Records drawn from a dataset:

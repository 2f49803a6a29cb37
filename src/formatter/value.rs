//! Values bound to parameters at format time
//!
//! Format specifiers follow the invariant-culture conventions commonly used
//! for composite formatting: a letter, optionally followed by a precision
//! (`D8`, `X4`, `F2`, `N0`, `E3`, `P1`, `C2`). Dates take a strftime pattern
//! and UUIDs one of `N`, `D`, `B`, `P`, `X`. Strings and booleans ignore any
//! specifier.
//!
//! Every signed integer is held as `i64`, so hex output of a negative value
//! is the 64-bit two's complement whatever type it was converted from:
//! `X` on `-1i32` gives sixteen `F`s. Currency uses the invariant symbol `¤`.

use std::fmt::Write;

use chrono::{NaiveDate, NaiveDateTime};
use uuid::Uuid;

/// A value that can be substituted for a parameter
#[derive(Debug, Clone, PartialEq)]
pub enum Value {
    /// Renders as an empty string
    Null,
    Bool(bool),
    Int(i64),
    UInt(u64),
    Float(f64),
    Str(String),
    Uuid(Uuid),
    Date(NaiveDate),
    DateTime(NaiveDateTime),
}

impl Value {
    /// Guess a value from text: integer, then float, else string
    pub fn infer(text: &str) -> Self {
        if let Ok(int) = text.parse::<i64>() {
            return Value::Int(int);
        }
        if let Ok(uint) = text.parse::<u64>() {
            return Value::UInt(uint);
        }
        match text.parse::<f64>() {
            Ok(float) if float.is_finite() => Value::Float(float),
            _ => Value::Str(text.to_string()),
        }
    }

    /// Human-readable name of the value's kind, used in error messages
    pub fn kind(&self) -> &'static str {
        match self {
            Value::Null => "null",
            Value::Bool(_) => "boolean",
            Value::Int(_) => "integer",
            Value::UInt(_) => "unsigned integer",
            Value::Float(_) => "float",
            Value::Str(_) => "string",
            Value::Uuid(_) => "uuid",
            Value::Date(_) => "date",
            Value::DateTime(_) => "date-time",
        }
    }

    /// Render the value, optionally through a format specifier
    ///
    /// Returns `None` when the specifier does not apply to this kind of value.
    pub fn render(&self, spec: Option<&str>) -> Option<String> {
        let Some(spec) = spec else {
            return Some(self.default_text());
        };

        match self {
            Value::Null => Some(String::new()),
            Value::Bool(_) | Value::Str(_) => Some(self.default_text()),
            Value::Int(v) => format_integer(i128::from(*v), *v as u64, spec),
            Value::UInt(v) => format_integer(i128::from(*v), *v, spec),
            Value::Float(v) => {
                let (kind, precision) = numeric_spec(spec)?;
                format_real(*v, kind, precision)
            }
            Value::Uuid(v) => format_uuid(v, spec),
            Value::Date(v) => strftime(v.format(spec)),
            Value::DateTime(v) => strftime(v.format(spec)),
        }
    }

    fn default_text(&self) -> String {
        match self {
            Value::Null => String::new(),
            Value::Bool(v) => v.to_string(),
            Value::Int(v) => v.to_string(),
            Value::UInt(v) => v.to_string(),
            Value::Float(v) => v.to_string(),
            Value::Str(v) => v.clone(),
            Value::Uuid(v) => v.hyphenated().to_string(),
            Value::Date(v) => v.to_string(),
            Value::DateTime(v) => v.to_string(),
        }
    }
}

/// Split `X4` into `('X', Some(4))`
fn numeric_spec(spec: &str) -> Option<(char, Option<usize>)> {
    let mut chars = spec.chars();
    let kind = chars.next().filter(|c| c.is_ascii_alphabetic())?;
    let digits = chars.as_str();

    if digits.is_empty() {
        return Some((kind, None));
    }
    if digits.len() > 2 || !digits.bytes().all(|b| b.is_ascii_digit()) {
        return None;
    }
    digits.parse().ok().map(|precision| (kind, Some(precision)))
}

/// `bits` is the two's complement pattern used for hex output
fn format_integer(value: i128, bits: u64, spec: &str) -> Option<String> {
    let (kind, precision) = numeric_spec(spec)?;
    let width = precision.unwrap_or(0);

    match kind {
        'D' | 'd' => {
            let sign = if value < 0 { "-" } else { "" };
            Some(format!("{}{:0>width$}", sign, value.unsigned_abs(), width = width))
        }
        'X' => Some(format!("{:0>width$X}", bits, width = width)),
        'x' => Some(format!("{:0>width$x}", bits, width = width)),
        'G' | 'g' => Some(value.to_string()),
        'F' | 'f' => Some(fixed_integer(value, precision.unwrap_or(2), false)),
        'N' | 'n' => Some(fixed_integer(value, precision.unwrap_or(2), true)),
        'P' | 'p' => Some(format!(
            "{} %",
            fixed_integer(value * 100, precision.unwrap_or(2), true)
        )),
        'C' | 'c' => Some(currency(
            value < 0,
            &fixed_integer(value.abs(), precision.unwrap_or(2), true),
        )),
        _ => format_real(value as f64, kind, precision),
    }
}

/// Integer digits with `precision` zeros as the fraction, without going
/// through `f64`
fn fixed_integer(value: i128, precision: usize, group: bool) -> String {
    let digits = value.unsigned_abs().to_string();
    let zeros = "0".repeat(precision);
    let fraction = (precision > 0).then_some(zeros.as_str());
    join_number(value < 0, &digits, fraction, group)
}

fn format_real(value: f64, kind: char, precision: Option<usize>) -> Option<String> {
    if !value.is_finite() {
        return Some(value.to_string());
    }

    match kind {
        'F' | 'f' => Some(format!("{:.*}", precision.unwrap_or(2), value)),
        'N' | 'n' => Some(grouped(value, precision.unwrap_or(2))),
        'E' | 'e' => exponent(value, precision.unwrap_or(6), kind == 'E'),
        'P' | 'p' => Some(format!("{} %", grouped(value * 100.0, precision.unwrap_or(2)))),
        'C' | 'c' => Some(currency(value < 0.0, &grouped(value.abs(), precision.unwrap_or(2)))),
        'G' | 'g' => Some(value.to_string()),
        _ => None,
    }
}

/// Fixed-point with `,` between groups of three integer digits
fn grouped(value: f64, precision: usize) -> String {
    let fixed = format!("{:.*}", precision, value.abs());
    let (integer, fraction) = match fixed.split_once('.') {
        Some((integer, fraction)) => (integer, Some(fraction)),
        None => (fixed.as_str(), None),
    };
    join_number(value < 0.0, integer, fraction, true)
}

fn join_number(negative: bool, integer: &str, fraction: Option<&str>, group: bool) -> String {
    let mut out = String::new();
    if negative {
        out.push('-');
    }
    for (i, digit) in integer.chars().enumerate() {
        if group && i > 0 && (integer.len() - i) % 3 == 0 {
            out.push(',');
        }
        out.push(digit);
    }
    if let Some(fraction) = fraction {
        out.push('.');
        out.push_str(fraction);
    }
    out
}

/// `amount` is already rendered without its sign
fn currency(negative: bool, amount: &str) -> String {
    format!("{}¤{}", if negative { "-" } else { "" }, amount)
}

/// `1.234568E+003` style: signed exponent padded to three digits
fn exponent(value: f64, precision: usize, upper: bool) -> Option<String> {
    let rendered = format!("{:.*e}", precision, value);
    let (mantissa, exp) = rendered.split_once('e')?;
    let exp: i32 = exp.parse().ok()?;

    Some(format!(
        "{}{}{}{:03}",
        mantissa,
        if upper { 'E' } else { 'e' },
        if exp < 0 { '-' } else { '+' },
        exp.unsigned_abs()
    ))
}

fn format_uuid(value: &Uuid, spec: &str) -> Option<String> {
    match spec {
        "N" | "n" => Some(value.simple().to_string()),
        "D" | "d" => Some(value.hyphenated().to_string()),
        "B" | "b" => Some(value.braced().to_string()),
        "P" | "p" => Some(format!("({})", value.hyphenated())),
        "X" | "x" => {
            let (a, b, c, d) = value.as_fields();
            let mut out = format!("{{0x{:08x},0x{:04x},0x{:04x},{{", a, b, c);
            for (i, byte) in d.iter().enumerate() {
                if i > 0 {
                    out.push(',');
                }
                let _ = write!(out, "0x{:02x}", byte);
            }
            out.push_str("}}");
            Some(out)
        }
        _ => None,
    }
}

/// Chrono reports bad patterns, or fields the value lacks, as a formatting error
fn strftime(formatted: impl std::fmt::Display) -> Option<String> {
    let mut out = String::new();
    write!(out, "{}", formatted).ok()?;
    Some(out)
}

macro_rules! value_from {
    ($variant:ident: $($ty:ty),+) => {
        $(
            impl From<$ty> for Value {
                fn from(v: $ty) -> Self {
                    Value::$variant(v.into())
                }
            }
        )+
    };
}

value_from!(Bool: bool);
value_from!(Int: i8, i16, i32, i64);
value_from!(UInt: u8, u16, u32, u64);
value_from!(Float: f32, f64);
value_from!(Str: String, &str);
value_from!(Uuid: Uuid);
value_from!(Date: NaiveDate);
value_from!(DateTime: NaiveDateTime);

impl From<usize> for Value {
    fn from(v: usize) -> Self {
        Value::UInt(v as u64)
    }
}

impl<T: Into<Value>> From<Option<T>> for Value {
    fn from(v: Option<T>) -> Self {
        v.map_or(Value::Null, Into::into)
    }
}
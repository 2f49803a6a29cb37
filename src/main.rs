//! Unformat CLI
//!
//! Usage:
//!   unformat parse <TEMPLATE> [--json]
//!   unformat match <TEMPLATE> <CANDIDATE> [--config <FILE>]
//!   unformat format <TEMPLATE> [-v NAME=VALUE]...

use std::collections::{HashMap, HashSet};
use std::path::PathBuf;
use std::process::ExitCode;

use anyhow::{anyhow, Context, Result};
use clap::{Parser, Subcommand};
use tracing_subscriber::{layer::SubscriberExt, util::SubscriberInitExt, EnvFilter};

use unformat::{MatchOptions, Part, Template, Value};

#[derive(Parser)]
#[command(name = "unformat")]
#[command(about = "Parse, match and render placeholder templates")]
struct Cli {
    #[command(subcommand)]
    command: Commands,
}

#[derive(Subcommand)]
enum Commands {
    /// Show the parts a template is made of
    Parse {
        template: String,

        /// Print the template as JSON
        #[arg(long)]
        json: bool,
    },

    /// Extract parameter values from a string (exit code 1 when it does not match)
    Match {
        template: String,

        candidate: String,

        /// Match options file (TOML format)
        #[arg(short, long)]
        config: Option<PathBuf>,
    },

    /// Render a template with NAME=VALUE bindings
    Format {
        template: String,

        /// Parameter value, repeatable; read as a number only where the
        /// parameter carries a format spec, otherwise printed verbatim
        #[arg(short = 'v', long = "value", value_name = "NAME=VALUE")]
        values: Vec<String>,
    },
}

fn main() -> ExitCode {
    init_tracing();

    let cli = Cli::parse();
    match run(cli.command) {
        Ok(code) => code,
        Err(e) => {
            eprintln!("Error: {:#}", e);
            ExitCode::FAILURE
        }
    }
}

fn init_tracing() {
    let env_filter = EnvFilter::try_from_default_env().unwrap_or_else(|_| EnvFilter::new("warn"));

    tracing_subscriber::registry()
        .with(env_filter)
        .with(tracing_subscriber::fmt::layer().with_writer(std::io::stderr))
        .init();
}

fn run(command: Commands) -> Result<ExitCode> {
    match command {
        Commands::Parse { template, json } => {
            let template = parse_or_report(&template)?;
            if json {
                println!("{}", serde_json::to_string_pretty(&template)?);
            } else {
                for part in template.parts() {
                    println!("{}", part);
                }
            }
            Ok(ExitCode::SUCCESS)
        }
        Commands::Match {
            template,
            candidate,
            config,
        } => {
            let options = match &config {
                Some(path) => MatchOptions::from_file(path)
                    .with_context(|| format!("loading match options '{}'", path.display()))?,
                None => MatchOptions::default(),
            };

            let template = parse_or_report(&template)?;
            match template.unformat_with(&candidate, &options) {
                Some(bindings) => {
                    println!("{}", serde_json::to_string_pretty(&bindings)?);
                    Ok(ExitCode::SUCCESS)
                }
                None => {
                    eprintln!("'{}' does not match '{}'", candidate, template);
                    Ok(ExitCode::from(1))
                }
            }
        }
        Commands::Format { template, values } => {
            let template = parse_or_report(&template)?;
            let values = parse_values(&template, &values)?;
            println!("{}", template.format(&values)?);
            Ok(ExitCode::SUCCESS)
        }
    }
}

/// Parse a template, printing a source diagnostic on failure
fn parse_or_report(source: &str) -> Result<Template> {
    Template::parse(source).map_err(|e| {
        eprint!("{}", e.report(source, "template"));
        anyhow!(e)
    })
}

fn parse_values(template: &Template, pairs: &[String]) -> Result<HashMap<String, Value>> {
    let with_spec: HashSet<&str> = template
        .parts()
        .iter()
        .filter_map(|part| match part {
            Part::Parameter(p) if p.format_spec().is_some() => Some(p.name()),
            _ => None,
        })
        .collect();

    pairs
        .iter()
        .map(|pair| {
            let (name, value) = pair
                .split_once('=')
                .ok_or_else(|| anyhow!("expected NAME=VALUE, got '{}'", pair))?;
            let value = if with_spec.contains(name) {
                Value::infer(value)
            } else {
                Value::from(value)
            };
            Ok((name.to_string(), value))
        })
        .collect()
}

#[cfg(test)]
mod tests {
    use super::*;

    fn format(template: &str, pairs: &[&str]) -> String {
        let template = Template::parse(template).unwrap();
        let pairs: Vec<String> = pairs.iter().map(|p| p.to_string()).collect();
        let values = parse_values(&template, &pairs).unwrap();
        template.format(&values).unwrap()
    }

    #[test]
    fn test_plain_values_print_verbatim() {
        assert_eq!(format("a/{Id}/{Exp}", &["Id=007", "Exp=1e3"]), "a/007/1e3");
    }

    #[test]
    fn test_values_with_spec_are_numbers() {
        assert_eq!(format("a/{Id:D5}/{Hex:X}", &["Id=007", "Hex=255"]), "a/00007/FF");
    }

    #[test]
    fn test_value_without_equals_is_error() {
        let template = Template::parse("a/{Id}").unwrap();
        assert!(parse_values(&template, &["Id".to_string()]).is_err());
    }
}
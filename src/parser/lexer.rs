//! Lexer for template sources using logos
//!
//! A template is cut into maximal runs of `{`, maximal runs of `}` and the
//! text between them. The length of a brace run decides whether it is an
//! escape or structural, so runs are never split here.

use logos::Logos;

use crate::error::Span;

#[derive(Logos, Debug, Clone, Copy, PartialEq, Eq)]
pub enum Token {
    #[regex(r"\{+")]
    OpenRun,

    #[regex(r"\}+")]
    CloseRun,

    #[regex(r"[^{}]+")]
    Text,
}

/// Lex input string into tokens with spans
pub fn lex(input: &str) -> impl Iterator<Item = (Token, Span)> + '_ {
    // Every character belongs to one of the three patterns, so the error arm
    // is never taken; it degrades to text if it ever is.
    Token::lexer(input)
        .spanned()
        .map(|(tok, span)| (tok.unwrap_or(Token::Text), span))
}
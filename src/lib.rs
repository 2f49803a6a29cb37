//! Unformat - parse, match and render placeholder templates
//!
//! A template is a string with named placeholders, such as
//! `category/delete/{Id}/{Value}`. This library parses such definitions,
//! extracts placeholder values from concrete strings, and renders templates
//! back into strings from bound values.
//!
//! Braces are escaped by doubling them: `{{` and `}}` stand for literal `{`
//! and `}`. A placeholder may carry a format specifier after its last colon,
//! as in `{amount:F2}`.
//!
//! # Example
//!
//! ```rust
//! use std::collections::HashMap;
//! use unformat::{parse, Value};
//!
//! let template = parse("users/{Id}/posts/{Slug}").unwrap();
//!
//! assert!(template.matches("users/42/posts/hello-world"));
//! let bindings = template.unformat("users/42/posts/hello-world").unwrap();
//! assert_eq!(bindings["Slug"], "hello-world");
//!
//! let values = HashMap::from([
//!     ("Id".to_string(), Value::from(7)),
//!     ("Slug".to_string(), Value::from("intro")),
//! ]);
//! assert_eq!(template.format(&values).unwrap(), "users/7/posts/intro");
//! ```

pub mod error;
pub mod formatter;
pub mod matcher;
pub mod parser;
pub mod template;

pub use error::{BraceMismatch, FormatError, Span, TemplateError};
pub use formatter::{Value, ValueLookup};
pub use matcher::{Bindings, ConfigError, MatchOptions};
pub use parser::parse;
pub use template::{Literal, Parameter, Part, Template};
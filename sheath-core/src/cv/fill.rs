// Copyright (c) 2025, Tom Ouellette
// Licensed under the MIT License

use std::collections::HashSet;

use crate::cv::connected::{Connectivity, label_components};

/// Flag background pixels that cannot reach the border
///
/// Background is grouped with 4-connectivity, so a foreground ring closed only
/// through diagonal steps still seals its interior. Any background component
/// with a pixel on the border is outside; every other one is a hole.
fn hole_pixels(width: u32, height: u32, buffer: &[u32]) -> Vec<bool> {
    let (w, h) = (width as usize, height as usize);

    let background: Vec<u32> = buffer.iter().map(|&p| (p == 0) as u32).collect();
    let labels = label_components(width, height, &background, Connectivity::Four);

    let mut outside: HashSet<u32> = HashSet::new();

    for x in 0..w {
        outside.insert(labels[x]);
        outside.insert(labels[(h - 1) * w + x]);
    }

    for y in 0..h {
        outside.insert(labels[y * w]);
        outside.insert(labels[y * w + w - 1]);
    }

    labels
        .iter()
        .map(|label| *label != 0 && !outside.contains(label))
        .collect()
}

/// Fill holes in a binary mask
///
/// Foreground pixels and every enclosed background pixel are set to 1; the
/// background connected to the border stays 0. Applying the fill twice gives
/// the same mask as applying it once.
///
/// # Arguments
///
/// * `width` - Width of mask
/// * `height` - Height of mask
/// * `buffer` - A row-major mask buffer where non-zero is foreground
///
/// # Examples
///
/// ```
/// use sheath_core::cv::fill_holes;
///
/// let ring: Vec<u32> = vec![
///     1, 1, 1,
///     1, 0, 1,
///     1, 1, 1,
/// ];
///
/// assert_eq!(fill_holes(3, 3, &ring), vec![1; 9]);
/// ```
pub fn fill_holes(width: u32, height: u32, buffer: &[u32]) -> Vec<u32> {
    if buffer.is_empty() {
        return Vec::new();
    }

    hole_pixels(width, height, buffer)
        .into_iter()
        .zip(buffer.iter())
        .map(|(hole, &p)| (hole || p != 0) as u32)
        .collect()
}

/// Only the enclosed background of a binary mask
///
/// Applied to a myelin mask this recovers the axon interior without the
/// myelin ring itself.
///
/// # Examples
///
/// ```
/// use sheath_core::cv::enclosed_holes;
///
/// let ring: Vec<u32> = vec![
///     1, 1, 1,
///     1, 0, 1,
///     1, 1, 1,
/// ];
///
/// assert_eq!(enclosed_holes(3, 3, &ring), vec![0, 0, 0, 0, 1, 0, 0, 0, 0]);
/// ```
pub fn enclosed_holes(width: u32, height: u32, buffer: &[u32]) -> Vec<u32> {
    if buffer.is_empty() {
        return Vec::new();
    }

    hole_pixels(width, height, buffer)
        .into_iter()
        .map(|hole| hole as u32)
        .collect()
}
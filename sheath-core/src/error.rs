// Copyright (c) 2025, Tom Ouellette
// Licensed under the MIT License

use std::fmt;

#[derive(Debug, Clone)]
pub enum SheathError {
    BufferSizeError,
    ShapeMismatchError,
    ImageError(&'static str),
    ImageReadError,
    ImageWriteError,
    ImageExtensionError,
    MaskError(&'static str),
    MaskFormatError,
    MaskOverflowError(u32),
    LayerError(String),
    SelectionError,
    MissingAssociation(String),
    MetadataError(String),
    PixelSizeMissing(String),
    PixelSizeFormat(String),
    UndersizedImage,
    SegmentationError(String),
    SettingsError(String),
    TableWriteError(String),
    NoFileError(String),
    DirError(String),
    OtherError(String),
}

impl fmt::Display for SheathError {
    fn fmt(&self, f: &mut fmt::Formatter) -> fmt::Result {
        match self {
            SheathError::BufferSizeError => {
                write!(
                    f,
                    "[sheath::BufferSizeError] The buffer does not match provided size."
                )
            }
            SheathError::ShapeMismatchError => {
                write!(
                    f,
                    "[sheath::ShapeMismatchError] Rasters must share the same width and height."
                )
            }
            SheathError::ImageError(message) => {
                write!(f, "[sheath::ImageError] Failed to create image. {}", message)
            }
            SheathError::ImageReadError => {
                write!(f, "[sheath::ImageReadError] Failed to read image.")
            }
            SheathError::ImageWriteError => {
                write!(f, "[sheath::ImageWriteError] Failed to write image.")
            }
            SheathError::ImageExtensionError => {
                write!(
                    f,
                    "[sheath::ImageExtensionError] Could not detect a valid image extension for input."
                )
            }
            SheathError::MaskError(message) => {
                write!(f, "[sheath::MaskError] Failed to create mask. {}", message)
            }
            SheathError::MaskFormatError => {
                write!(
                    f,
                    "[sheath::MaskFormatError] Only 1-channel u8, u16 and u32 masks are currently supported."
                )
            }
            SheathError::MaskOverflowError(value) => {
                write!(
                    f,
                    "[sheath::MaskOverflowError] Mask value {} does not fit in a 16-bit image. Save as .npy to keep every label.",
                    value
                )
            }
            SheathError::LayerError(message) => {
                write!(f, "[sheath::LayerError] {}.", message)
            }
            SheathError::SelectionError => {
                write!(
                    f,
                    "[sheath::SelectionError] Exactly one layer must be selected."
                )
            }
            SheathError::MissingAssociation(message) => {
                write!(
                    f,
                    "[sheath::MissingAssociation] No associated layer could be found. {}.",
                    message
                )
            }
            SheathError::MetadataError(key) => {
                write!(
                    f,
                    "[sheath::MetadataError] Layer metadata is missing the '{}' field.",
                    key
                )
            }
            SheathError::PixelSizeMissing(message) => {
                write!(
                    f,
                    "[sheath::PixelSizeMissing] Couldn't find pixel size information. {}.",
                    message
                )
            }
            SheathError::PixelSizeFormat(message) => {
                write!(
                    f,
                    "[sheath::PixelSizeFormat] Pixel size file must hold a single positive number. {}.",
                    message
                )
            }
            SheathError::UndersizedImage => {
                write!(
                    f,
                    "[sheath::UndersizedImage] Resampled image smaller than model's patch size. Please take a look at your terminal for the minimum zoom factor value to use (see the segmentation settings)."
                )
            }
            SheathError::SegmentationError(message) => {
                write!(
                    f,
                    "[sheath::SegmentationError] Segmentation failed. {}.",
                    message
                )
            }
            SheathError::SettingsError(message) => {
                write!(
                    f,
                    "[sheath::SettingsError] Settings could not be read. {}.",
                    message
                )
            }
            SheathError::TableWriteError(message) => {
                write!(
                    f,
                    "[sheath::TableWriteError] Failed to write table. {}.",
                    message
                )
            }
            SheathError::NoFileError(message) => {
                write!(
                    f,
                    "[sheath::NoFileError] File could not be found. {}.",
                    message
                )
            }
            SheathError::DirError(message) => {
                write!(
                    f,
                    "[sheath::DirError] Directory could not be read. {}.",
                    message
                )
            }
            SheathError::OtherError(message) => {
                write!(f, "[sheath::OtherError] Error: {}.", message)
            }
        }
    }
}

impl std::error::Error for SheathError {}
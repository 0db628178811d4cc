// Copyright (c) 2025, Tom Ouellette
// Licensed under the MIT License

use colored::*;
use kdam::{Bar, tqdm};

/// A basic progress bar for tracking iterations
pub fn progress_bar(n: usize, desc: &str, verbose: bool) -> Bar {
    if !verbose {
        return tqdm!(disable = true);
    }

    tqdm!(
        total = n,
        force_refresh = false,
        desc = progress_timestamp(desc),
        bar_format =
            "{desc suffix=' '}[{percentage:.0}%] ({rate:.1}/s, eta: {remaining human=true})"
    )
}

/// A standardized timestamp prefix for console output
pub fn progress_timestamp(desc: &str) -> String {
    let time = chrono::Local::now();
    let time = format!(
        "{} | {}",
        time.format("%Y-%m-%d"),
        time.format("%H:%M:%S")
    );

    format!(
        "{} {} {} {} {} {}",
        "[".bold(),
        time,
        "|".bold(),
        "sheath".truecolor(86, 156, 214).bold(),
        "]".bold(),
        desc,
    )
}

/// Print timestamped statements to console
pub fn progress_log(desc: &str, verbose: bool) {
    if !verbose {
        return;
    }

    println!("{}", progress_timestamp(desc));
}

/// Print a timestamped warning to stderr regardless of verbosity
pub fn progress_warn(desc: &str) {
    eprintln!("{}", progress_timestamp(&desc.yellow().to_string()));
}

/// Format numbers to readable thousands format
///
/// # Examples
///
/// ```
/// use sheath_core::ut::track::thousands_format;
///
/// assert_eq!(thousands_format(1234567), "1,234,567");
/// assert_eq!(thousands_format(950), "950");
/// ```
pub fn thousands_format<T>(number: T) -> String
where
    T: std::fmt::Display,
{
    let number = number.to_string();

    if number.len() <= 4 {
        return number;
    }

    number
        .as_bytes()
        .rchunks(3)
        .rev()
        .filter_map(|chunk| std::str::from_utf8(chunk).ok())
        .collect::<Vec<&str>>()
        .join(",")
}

Task brief: If a line in the entries above holds "found", include it in the count; report nothing but the resulting number.

Result: 2